Information shown:
//! Unified error handling for Graft Core.
//!
//! This module provides a unified error type that wraps domain and application
//! errors, with rich context and user-actionable suggestions.

use thiserror::Error;

use crate::application::ApplicationError;
use crate::domain::DomainError;

/// Root error type for Graft Core operations.
///
/// This enum wraps all possible errors that can occur when using graft-core,
/// providing a unified interface for error handling.
#[derive(Debug, Error, Clone)]
pub enum GraftError {
    /// Errors from the domain layer (mutation and blueprint violations).
    #[error("Domain error: {0}")]
    Domain(#[from] DomainError),

    /// Errors from the application layer (staging, commit, process failures).
    #[error("Application error: {0}")]
    Application(#[from] ApplicationError),

    /// Configuration or setup errors.
    #[error("Configuration error: {message}")]
    Configuration { message: String },

    /// Unexpected internal errors (bugs).
    #[error("Internal error: {message}. This is a bug, please report it.")]
    Internal { message: String },
}

impl GraftError {
    /// Get user-actionable suggestions for fixing this error.
    pub fn suggestions(&self) -> Vec<String> {
        match self {
            Self::Domain(e) => e.suggestions(),
            Self::Application(e) => e.suggestions(),
            Self::Configuration { message } => vec![
                format!("Configuration issue: {}", message),
                "Check your setup and try again".into(),
            ],
            Self::Internal { .. } => vec![
                "This appears to be a bug in Graft".into(),
                "Please report this issue at: https://github.com/cosecruz/graft/issues".into(),
            ],
        }
    }

    /// Get error category for display/styling purposes.
    pub fn category(&self) -> ErrorCategory {
        match self {
            Self::Domain(e) => match e.category() {
                crate::domain::ErrorCategory::Validation => ErrorCategory::Validation,
                crate::domain::ErrorCategory::Conflict => ErrorCategory::Conflict,
                crate::domain::ErrorCategory::NotFound => ErrorCategory::NotFound,
                crate::domain::ErrorCategory::Internal => ErrorCategory::Internal,
            },
            Self::Application(e) => e.category(),
            Self::Configuration { .. } => ErrorCategory::Configuration,
            Self::Internal { .. } => ErrorCategory::Internal,
        }
    }

    /// Check if this error is retryable.
    pub fn is_retryable(&self) -> bool {
        matches!(self, Self::Application(ApplicationError::DiskLockError))
    }
}

/// Error categories for UI display.
#[derive(Debug, Clone, Copy, PartialEq, Eq)]
pub enum ErrorCategory {
    Validation,
    Conflict,
    NotFound,
    Configuration,
    Internal,
}

/// Convenient result type alias.
pub type GraftResult<T> = Result<T, GraftError>;

/// Extension trait for adding context to errors.
pub trait Context<T> {
    /// Add context to an error.
    fn context(self, msg: impl Into<String>) -> GraftResult<T>;
}

impl<T, E> Context<T> for Result<T, E>
where
    E: std::error::Error + Send + Sync + 'static,
{
    fn context(self, msg: impl Into<String>) -> GraftResult<T> {
        self.map_err(|e| GraftError::Internal {
            message: format!("{}: {}", msg.into(), e),
        })
    }
}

Instructions to follow: Examine the records and report how many lines contain the string "Configuration". Only the number should be given.

Output: 7